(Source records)
'''
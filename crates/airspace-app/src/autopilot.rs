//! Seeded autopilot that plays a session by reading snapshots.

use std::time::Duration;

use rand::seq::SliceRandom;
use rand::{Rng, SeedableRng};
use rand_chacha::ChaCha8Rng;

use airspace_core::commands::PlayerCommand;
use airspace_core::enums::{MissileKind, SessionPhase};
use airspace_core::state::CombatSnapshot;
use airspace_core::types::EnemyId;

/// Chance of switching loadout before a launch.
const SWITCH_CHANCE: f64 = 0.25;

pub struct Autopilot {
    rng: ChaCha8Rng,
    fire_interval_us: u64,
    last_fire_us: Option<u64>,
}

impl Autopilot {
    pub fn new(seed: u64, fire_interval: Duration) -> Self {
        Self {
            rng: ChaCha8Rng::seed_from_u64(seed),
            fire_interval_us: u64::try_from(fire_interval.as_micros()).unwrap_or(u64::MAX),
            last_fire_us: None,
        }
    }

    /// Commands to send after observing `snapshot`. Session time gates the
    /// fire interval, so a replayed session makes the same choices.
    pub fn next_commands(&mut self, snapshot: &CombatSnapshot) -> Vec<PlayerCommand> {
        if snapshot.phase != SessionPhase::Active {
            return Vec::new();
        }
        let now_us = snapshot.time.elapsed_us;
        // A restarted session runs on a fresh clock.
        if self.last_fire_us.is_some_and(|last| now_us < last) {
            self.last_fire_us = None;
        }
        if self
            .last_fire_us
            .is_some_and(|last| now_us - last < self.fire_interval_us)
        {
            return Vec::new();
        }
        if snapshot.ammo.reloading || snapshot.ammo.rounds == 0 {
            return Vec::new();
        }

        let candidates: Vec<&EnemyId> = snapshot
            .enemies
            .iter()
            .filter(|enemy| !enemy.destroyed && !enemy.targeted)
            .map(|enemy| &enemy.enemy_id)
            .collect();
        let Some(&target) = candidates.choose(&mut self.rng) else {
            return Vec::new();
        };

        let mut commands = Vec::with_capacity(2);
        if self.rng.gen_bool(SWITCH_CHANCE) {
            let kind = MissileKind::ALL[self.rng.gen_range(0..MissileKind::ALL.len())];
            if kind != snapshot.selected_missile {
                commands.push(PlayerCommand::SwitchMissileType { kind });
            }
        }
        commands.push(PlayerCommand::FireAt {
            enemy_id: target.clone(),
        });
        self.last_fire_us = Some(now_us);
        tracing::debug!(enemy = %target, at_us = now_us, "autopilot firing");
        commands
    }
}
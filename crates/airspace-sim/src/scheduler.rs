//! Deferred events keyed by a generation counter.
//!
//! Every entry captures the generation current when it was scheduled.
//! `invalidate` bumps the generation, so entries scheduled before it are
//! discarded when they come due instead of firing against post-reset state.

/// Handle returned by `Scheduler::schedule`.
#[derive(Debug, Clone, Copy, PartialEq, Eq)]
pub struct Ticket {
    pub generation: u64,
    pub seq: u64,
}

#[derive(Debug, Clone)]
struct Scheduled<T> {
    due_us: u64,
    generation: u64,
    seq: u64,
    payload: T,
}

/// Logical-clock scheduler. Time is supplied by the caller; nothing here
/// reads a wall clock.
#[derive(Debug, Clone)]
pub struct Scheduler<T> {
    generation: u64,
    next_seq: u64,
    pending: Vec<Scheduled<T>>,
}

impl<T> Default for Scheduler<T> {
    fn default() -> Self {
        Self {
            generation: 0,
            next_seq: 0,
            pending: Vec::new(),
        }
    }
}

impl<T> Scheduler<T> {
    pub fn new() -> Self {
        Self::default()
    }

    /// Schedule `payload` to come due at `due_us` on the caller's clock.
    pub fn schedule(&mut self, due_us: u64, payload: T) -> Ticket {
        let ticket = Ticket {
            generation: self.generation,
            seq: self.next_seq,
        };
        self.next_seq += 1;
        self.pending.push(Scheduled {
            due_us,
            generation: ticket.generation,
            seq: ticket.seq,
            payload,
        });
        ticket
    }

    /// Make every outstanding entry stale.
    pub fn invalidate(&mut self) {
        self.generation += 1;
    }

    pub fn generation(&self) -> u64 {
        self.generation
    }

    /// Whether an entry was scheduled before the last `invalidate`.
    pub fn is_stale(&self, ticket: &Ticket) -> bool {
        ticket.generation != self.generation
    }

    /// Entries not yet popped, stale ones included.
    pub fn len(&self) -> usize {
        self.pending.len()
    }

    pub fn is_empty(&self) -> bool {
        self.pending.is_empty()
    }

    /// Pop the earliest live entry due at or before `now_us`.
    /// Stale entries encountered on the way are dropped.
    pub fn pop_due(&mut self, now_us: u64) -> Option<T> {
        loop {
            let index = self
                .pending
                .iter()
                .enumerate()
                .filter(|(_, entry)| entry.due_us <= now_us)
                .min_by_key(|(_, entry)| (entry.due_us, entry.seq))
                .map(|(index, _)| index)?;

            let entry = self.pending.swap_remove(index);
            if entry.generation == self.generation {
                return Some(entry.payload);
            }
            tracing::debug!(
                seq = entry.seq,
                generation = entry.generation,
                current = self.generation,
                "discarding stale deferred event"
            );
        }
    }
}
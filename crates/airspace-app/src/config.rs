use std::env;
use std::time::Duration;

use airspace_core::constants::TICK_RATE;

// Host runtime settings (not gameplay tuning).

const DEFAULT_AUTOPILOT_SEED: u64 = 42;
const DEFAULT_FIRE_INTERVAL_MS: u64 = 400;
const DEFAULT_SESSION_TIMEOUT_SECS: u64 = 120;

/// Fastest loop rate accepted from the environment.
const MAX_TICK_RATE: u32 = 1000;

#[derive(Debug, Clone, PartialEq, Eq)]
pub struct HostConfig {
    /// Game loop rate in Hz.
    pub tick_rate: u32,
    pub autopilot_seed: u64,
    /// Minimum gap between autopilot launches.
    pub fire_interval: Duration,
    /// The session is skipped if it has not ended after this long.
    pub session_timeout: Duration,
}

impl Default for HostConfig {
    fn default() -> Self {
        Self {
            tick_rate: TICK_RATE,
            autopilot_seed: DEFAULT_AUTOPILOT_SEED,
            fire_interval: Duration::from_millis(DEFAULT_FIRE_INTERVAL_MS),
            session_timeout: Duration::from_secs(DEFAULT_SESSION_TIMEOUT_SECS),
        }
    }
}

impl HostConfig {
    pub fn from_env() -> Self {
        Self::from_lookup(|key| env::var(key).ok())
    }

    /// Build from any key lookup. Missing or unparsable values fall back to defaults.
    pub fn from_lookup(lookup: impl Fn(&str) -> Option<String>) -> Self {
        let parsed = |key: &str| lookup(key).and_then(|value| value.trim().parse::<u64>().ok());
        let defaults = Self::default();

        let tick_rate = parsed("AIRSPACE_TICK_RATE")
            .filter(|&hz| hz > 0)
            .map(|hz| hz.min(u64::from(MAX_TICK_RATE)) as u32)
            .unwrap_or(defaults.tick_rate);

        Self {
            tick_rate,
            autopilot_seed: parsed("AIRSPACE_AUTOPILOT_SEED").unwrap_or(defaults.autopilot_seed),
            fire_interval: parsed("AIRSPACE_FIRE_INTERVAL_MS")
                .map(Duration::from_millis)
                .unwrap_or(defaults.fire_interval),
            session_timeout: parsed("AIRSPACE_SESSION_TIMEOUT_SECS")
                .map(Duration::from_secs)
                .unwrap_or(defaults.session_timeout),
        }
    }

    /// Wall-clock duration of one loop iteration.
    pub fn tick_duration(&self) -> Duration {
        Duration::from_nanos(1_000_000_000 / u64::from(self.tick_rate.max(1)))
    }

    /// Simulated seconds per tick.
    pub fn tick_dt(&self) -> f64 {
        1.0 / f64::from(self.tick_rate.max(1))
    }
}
'''
'''
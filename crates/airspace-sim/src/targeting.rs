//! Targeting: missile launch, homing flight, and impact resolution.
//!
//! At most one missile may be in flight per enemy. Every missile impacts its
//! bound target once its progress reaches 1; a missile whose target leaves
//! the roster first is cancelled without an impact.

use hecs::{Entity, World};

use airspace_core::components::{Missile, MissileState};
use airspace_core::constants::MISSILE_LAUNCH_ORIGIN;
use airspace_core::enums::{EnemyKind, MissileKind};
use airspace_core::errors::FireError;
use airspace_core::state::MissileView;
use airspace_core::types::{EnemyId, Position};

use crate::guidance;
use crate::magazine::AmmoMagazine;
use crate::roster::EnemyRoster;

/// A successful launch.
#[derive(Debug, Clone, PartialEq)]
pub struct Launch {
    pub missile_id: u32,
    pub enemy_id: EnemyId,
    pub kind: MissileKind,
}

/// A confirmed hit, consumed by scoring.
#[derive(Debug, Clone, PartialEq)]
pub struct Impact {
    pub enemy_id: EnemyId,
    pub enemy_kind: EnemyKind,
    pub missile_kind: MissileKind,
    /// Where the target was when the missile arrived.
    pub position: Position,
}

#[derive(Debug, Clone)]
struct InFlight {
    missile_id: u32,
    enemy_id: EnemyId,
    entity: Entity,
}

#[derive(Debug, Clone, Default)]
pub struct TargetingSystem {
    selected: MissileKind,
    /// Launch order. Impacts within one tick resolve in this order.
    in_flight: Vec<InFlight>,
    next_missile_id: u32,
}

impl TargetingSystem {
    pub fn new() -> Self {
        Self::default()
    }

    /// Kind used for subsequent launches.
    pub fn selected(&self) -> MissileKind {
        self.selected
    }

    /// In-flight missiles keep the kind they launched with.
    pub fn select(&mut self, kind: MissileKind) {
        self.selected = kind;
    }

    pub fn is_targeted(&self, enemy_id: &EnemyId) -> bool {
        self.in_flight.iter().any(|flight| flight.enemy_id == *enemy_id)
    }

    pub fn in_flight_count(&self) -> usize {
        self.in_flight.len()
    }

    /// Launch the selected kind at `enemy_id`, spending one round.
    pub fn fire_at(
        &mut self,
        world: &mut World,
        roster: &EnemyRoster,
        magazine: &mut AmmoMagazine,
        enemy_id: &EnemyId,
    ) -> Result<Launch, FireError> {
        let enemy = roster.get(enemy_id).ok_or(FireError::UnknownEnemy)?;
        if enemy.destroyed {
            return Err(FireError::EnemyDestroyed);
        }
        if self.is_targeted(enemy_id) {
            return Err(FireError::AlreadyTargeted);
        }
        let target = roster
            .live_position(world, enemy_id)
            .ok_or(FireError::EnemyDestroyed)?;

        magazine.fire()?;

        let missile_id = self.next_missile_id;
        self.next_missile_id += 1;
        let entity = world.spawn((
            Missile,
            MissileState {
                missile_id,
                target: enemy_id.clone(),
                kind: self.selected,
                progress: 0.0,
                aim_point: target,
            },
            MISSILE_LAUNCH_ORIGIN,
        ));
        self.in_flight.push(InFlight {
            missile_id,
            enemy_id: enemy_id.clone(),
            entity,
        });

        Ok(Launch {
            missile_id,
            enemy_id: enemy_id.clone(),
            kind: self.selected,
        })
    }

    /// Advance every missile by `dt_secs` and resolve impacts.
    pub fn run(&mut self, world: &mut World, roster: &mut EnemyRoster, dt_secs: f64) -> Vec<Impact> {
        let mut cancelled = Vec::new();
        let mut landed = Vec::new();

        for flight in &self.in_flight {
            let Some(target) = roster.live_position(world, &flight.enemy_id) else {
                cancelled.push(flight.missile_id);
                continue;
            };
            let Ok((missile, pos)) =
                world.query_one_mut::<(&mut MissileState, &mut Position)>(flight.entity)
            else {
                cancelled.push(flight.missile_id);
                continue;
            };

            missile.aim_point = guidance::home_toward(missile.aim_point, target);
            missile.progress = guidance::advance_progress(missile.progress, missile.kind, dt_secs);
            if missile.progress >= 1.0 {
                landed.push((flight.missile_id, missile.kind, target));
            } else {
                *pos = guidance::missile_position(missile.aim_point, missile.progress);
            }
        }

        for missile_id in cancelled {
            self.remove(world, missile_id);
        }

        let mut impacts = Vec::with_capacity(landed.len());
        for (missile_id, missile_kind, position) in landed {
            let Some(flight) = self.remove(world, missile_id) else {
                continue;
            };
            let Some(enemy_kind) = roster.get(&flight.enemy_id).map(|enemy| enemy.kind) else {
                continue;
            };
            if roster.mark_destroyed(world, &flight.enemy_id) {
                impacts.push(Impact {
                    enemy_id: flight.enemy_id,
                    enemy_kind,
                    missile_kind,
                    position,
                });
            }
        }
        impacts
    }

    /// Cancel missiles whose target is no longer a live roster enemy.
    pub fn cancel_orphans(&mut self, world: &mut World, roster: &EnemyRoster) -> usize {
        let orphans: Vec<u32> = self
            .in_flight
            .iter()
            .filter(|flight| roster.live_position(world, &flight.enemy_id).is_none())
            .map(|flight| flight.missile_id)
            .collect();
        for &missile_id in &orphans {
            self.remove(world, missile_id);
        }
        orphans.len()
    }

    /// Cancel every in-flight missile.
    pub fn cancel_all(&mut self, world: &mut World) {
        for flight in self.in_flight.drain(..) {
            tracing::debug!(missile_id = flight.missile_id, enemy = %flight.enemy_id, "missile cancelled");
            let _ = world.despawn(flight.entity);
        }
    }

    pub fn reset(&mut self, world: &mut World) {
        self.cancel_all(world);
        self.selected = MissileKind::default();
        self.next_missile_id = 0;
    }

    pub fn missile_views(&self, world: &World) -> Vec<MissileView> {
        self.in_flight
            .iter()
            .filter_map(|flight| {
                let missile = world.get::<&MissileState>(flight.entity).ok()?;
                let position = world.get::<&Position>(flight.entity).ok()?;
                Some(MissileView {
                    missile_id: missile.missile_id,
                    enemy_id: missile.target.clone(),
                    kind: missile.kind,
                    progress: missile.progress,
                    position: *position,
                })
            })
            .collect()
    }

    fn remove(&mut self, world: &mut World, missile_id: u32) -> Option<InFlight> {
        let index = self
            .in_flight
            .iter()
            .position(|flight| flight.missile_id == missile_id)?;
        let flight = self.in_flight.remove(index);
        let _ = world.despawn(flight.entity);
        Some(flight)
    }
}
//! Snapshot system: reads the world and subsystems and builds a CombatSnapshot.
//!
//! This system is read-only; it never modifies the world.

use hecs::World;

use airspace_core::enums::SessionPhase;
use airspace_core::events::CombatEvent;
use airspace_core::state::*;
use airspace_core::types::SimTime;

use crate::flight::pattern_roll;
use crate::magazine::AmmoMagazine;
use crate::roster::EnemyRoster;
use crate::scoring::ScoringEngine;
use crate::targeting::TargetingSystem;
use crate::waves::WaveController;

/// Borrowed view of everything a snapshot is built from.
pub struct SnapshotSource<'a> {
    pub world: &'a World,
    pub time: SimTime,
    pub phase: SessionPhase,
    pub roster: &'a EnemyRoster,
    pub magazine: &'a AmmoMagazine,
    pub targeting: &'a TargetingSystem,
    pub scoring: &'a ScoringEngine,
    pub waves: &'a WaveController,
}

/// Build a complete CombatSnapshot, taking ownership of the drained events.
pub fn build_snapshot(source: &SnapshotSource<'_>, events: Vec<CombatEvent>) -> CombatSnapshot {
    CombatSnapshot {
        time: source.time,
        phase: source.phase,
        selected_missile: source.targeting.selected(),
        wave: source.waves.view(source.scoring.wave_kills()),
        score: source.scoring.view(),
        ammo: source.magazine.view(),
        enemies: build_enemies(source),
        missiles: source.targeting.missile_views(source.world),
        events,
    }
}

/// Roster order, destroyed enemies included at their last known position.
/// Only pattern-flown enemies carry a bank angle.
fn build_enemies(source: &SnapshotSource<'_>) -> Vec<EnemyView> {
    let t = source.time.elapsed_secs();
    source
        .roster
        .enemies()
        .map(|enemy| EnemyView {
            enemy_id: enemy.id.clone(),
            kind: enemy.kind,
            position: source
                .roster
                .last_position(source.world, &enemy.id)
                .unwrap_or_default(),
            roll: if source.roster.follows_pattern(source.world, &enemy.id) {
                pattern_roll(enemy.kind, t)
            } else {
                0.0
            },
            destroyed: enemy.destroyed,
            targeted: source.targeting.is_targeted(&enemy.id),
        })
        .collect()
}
'''
'''
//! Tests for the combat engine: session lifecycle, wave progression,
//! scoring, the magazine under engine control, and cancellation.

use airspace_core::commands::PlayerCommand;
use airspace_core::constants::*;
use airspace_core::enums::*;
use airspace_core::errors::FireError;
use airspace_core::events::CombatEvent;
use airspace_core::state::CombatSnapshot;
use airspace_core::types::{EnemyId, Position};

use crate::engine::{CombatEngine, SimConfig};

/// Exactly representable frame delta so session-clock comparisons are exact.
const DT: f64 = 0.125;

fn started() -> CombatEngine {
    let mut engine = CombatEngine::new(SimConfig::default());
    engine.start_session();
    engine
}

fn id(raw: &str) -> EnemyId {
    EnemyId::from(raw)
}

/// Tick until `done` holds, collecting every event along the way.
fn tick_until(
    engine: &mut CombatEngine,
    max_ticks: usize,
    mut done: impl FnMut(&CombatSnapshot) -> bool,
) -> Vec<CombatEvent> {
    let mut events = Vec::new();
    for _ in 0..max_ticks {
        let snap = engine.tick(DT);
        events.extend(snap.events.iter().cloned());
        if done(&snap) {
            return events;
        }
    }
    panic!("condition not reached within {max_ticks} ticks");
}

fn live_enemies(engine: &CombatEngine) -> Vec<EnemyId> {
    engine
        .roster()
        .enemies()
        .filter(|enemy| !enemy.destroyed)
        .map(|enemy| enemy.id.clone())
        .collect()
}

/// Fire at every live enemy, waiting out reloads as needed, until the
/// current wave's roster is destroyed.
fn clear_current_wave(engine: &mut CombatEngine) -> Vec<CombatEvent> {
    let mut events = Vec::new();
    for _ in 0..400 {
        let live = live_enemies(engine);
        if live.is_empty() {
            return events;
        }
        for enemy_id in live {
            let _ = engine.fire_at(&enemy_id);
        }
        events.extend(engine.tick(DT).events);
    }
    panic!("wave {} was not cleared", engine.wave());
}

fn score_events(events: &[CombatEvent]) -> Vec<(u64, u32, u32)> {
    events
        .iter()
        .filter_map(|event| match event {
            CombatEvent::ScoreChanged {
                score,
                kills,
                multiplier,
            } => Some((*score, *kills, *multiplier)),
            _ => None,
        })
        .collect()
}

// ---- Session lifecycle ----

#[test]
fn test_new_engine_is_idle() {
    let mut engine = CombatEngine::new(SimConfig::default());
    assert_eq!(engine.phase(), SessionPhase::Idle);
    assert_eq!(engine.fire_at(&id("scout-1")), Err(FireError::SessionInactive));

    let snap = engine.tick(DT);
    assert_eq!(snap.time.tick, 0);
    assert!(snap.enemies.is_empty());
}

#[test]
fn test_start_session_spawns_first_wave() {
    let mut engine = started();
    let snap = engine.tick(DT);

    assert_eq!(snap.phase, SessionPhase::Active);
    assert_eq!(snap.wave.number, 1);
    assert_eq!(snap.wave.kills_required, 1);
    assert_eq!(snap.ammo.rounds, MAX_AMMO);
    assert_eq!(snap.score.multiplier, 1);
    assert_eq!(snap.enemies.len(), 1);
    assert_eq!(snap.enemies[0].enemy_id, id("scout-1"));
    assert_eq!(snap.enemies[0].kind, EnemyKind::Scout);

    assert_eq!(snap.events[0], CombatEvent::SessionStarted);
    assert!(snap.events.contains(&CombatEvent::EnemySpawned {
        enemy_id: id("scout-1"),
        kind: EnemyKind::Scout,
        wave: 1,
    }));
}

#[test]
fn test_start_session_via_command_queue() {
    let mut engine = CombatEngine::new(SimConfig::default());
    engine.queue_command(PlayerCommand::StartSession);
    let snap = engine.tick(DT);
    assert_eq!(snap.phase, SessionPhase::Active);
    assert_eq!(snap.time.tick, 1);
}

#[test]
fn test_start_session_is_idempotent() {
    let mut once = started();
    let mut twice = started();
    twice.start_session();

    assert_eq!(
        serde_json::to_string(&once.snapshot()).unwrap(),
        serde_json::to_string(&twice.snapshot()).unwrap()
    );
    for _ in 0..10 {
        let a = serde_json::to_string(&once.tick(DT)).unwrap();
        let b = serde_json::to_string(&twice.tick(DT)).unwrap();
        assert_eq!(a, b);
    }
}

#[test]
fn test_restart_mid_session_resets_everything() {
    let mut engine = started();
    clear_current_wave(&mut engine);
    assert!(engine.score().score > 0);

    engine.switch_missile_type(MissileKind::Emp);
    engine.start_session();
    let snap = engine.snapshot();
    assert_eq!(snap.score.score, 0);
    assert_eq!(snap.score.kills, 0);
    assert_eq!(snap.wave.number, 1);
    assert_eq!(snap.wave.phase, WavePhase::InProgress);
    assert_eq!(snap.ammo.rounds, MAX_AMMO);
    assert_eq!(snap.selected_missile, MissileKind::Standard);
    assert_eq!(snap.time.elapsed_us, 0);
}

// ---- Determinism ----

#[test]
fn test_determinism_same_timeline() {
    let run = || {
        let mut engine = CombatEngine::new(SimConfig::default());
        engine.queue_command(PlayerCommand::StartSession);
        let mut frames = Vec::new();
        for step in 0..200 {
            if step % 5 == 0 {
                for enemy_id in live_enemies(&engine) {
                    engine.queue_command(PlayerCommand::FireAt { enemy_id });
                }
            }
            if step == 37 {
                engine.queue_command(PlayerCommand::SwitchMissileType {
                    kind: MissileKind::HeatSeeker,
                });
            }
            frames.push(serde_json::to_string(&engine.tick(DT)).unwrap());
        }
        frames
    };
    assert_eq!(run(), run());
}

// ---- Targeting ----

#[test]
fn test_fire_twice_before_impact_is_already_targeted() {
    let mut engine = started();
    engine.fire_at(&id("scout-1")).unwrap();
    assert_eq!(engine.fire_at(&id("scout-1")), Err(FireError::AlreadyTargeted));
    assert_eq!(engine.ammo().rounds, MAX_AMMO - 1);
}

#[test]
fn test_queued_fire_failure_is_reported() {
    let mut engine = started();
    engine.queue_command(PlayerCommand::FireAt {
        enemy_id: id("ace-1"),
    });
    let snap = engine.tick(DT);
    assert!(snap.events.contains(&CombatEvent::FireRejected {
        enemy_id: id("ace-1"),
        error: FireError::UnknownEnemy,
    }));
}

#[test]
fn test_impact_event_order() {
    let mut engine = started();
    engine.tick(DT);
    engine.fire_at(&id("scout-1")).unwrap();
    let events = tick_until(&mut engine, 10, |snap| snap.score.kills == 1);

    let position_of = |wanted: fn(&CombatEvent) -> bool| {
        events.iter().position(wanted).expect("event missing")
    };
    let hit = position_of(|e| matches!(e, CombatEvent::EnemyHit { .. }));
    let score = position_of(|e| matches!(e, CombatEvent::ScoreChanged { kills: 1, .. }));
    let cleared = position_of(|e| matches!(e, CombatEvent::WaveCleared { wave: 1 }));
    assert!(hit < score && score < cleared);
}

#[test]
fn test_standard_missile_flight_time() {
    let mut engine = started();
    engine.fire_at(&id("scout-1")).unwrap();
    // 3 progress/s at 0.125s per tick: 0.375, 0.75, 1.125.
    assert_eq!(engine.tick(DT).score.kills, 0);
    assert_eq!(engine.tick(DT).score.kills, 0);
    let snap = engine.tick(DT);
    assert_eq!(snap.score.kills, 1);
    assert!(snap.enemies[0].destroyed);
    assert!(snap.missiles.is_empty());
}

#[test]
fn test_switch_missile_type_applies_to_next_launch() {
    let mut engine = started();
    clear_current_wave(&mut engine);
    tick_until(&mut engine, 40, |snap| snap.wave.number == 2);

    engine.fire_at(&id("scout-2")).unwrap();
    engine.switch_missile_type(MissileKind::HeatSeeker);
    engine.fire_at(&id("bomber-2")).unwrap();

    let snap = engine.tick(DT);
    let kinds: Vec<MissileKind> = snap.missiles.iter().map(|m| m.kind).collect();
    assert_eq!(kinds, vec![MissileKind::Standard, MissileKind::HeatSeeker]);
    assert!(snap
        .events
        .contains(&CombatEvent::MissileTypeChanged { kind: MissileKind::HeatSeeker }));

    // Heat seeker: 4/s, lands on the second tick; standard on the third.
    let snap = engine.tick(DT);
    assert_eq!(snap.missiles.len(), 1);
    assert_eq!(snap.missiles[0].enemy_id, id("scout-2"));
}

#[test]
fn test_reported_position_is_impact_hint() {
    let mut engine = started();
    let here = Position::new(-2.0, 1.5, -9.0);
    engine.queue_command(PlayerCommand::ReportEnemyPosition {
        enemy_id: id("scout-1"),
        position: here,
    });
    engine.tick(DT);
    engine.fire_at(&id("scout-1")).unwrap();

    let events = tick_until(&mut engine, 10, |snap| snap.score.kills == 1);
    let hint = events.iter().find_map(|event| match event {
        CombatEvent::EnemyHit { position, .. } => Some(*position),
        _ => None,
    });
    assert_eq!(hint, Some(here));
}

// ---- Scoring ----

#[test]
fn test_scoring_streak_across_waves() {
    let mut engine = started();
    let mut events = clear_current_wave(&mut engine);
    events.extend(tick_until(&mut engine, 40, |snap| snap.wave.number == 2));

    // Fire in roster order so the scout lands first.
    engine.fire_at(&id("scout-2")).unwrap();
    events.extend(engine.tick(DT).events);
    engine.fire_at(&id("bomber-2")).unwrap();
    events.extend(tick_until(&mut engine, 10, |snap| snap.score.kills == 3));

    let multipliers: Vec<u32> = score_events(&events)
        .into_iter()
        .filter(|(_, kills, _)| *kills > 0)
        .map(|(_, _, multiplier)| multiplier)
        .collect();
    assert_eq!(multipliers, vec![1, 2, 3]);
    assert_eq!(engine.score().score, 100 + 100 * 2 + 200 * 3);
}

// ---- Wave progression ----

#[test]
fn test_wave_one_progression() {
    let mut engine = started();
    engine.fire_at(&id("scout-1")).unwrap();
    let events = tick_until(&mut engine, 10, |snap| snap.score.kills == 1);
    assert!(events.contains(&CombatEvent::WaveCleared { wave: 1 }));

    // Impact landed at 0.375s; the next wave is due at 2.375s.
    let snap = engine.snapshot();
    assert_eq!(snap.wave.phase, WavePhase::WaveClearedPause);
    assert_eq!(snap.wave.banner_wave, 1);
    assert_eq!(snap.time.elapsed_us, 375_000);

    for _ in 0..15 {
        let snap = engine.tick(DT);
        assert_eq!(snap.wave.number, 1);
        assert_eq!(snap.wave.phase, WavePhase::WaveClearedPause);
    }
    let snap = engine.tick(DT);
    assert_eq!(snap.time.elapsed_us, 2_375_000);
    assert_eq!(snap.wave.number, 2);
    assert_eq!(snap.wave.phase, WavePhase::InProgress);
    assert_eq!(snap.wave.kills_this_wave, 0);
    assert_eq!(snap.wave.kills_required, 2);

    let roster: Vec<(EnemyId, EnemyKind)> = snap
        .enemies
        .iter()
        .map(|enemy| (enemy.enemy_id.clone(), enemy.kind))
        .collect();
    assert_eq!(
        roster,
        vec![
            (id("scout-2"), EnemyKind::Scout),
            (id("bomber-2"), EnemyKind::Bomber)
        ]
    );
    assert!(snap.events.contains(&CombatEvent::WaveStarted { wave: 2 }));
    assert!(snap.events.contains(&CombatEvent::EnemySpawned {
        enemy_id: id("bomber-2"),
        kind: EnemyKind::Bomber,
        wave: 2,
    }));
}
'''
Copy every line from the data that includes the string "panic".

FINAL ANSWER:
    panic!("condition not reached within {max_ticks} ticks");
    panic!("wave {} was not cleared", engine.wave());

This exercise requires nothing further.